Sprachlich geschliffen lieferte Thoma im „Miesbacher Anzeiger“ plumpe Hetzerei. Autor Klaus schreibt von einer „politischen Dreckschleuder“.  Eineinhalb Jahre lang erschienen seine Artikel unter einem Pseudonym, aber in der Szene war allen bewusst, wer die Feder führte. 175 antisemitische Hetzartikel erschienen. Das Lokalblatt, das eine Auflage von 18000 Exemplaren hatte, wurde sogar in Berlin gelesen.  Ludwig Thoma schrieb fortan „für alle Freunde kerndeutscher Gesinnung“. Er hatte Kontakte zur antisemitischen Thule-Gesellschaft, der ideologischen Vorläuferin der Nazi-Organisation. Klaus kommt zur Überzeugung, dass Thoma seinen Aggressionen immer dort Luft verschaffte, wo er der Zustimmung einer Mehrheit sicher sein durfte. Dies und keine politische Grundüberzeugung sei  die Triebfeder  seines Handelns  gewesen. Seine Zielscheibe waren jüdische Persönlichkeiten,  denen er früher mit unterwürfiger Wertschätzung begegnete, die er jetzt  aber diffamierte und persönlich herabsetzte.  Der sprachlich nicht besonders bewanderte junge Redner Adolf Hitler soll sich gerne der „Vorlagen“ von Thoma  bedient haben. Und wenige Tage vor der Ermordung des USPD-Politikers Karl Gareis wiegelte er die Freikorps auf: „Schauen wir zu, dass noch einmal der rote Fetzen durch München getragen wird?

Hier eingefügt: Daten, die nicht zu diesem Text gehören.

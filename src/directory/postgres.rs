// Copyright 2025 Felipe Torres González
//
//    Licensed under the Apache License, Version 2.0 (the "License");
//    you may not use this file except in compliance with the License.
//    You may obtain a copy of the License at
//
//        http://www.apache.org/licenses/LICENSE-2.0
//
//    Unless required by applicable law or agreed to in writing, software
//    distributed under the License is distributed on an "AS IS" BASIS,
//    WITHOUT WARRANTIES OR CONDITIONS OF ANY KIND, either express or implied.
//    See the License for the specific language governing permissions and
//    limitations under the License.

//! Module with the PostgreSQL backend of the campus directory.

use super::{
    Campus, DeanOffice, DirectoryStore, Faculty, FaqEntry, Place, PlaceKind, TeacherCard,
    contains_pattern,
};
use crate::{configuration::DatabaseSettings, errors::DbError, payload::SearchMode};
use sqlx::{PgPool, postgres::PgPoolOptions};
use std::time::Duration;
use tracing::{debug, error, instrument, trace, warn};

/// How long to wait for a free connection of the pool.
const ACQUIRE_TIMEOUT: Duration = Duration::from_secs(5);

/// Columns of the teacher search. The hierarchy is joined with `LEFT JOIN` so a broken link still lists
/// the teacher.
const TEACHER_CARD_QUERY: &str = r#"
    SELECT t.full_name, t.email, t.schedule,
           d.name AS department, f.name AS faculty, i.name AS institute
    FROM teachers t
    LEFT JOIN departments d ON d.id = t.department_id
    LEFT JOIN faculties f ON f.id = d.faculty_id
    LEFT JOIN institutes i ON i.id = f.institute_id
"#;

const CAMPUS_COLUMNS: &str =
    "id, short_name, full_name, address, metro, description, image_url, map_image_url";

/// [DirectoryStore] backed by a PostgreSQL pool.
#[derive(Clone)]
pub struct PgDirectory {
    db_pool: PgPool,
}

impl PgDirectory {
    #[instrument(name = "Connect the directory DB", skip(settings))]
    pub async fn connect_backend(settings: &DatabaseSettings) -> Result<Self, DbError> {
        let db_pool = PgPoolOptions::new()
            .max_connections(settings.max_connections())
            .acquire_timeout(ACQUIRE_TIMEOUT)
            .connect_with(settings.connect_options()?)
            .await
            .map_err(|e| {
                error!("{e}");
                DbError::Connection(e.to_string())
            })?;

        trace!("PostgreSQL database server succesfully connected");

        Ok(Self { db_pool })
    }

    pub fn from_pool(db_pool: PgPool) -> Self {
        PgDirectory { db_pool }
    }

    pub fn pool(&self) -> &PgPool {
        &self.db_pool
    }

    /// Apply the embedded migrations.
    pub async fn migrate(&self) -> Result<(), DbError> {
        sqlx::migrate!("./migrations")
            .run(&self.db_pool)
            .await
            .map_err(|e| DbError::Migration(e.to_string()))?;

        debug!("Directory schema up to date");

        Ok(())
    }
}

/// Row of the `places` table. The kind is kept as text in the DB.
#[derive(Debug, sqlx::FromRow)]
struct PlaceBd {
    id: i64,
    campus_id: i64,
    kind: String,
    name: String,
    location: String,
    schedule: String,
    menu_today: String,
}

impl TryFrom<PlaceBd> for Place {
    type Error = DbError;

    fn try_from(value: PlaceBd) -> Result<Self, Self::Error> {
        Ok(Place {
            kind: value.kind.parse()?,
            id: value.id,
            campus_id: value.campus_id,
            name: value.name,
            location: value.location,
            schedule: value.schedule,
            menu_today: value.menu_today,
        })
    }
}

impl DirectoryStore for PgDirectory {
    async fn campuses(&self) -> Result<Vec<Campus>, DbError> {
        let campuses = sqlx::query_as::<_, Campus>(&format!(
            "SELECT {CAMPUS_COLUMNS} FROM campuses ORDER BY id"
        ))
        .fetch_all(&self.db_pool)
        .await?;

        debug!("Obtained {} campuses from the DB", campuses.len());

        Ok(campuses)
    }

    async fn campus(&self, id: i64) -> Result<Option<Campus>, DbError> {
        Ok(sqlx::query_as::<_, Campus>(&format!(
            "SELECT {CAMPUS_COLUMNS} FROM campuses WHERE id = $1"
        ))
        .bind(id)
        .fetch_optional(&self.db_pool)
        .await?)
    }

    async fn find_campus(&self, name: &str) -> Result<Option<Campus>, DbError> {
        Ok(sqlx::query_as::<_, Campus>(&format!(
            "SELECT {CAMPUS_COLUMNS} FROM campuses
             WHERE LOWER(short_name) = LOWER($1) OR full_name ILIKE $2
             ORDER BY id LIMIT 1"
        ))
        .bind(name)
        .bind(contains_pattern(name))
        .fetch_optional(&self.db_pool)
        .await?)
    }

    async fn place_kinds(&self, campus_id: i64) -> Result<Vec<PlaceKind>, DbError> {
        let kinds: Vec<String> =
            sqlx::query_scalar("SELECT DISTINCT kind FROM places WHERE campus_id = $1")
                .bind(campus_id)
                .fetch_all(&self.db_pool)
                .await?;

        let mut kinds: Vec<PlaceKind> = kinds
            .iter()
            .filter_map(|k| match k.parse::<PlaceKind>() {
                Ok(kind) => Some(kind),
                Err(e) => {
                    warn!("Skipping place of campus {campus_id}: {e}");
                    None
                }
            })
            .collect();
        kinds.sort();

        Ok(kinds)
    }

    async fn places(&self, campus_id: i64, kind: PlaceKind) -> Result<Vec<Place>, DbError> {
        let places = sqlx::query_as::<_, PlaceBd>(
            r#"
            SELECT id, campus_id, kind, name, location, schedule, menu_today
            FROM places
            WHERE campus_id = $1 AND kind = $2
            ORDER BY id
            "#,
        )
        .bind(campus_id)
        .bind(kind.as_str())
        .fetch_all(&self.db_pool)
        .await?;

        places.into_iter().map(Place::try_from).collect()
    }

    #[instrument(name = "Search teachers", skip(self))]
    async fn search_teachers(
        &self,
        mode: SearchMode,
        query: &str,
        limit: i64,
    ) -> Result<Vec<TeacherCard>, DbError> {
        let filter = match mode {
            SearchMode::Faculty => "f.name",
            SearchMode::Department => "d.name",
            SearchMode::FullName => "t.full_name",
        };

        let teachers = sqlx::query_as::<_, TeacherCard>(&format!(
            "{TEACHER_CARD_QUERY} WHERE {filter} ILIKE $1 LIMIT $2"
        ))
        .bind(contains_pattern(query))
        .bind(limit)
        .fetch_all(&self.db_pool)
        .await?;

        debug!("Found {} teachers", teachers.len());

        Ok(teachers)
    }

    async fn search_faculties(&self, query: &str, limit: i64) -> Result<Vec<Faculty>, DbError> {
        Ok(sqlx::query_as::<_, Faculty>(
            "SELECT id, name, institute_id FROM faculties WHERE name ILIKE $1 ORDER BY name LIMIT $2",
        )
        .bind(contains_pattern(query))
        .bind(limit)
        .fetch_all(&self.db_pool)
        .await?)
    }

    async fn dean_office(&self, faculty_id: i64) -> Result<Option<DeanOffice>, DbError> {
        Ok(sqlx::query_as::<_, DeanOffice>(
            "SELECT faculty_id, schedule, contacts, docs_link FROM dean_offices WHERE faculty_id = $1",
        )
        .bind(faculty_id)
        .fetch_optional(&self.db_pool)
        .await?)
    }

    async fn faq_entries(&self, limit: i64) -> Result<Vec<FaqEntry>, DbError> {
        Ok(sqlx::query_as::<_, FaqEntry>(
            "SELECT id, question, answer FROM faqs ORDER BY id LIMIT $1",
        )
        .bind(limit)
        .fetch_all(&self.db_pool)
        .await?)
    }

    async fn faq_entry(&self, id: i64) -> Result<Option<FaqEntry>, DbError> {
        Ok(
            sqlx::query_as::<_, FaqEntry>("SELECT id, question, answer FROM faqs WHERE id = $1")
                .bind(id)
                .fetch_optional(&self.db_pool)
                .await?,
        )
    }

    async fn ping(&self) -> Result<(), DbError> {
        sqlx::query("SELECT 1").execute(&self.db_pool).await?;

        Ok(())
    }
}
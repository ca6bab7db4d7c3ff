// Copyright 2025 Felipe Torres González
//
//    Licensed under the Apache License, Version 2.0 (the "License");
//    you may not use this file except in compliance with the License.
//    You may obtain a copy of the License at
//
//        http://www.apache.org/licenses/LICENSE-2.0
//
//    Unless required by applicable law or agreed to in writing, software
//    distributed under the License is distributed on an "AS IS" BASIS,
//    WITHOUT WARRANTIES OR CONDITIONS OF ANY KIND, either express or implied.
//    See the License for the specific language governing permissions and
//    limitations under the License.

//! Frequently asked questions.

use super::Turn;
use crate::{
    directory::{DirectoryStore, FaqEntry, SEARCH_LIMIT},
    errors::DbError,
    gateway::{MessagingGateway, Reply},
    keyboards::{back_to_menu_keyboard, faq_keyboard},
};
use tracing::debug;

const EMPTY_TEXT: &str = "Раздел частых вопросов пока пуст.";
const NOT_FOUND_TEXT: &str = "Вопрос не найден.";

/// List the questions, one button each.
pub async fn show_questions<D: DirectoryStore, G: MessagingGateway>(
    turn: &Turn<'_, D, G>,
) -> Result<(), DbError> {
    let entries = turn.query(turn.directory.faq_entries(SEARCH_LIMIT)).await?;
    debug!("Listing {} FAQ entries", entries.len());

    let reply = if entries.is_empty() {
        Reply::text(EMPTY_TEXT).with_keyboard(back_to_menu_keyboard())
    } else {
        Reply::text("❓ Частые вопросы:").with_keyboard(faq_keyboard(&entries))
    };
    turn.reply(reply).await;

    Ok(())
}

pub async fn show_answer<D: DirectoryStore, G: MessagingGateway>(
    turn: &Turn<'_, D, G>,
    id: i64,
) -> Result<(), DbError> {
    let reply = match turn.query(turn.directory.faq_entry(id)).await? {
        Some(entry) => Reply::text(format_answer(&entry)),
        None => Reply::text(NOT_FOUND_TEXT),
    };
    turn.reply(reply.with_keyboard(back_to_menu_keyboard())).await;

    Ok(())
}

pub fn format_answer(entry: &FaqEntry) -> String {
    format!("❓ {}\n\n{}", entry.question, entry.answer)
}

Oder schlagen wir jeden Hund tot, der das arme Vaterland in neues Verderben stürzen will?“

Im Münchner Rotkreuz-Krankenhaus („Ich muss Heimatluft und Heimatkost haben, hier würgt mir der Ekel an jedem Bissen“) musste er sich im August 1921 einer Magenkrebs-Operation unterziehen. Noch einmal wollte er in sein Haus in die Tuften bei Tegernsee zurück. Freunden gegenüber verharmloste er seine Krankheit („Nur der Magen muss aufgepäppelt werden“), aber schon einen Tag später, am 26. August 1921, starb er.                                                                                                                    WERNER FALK

Martin A. Klaus: „Ludwig Thoma – ein erdichtetes Leben“, 304 Seiten, ISBN 978-3-423-28103-4, 26 Euro, dtv Sachbuch.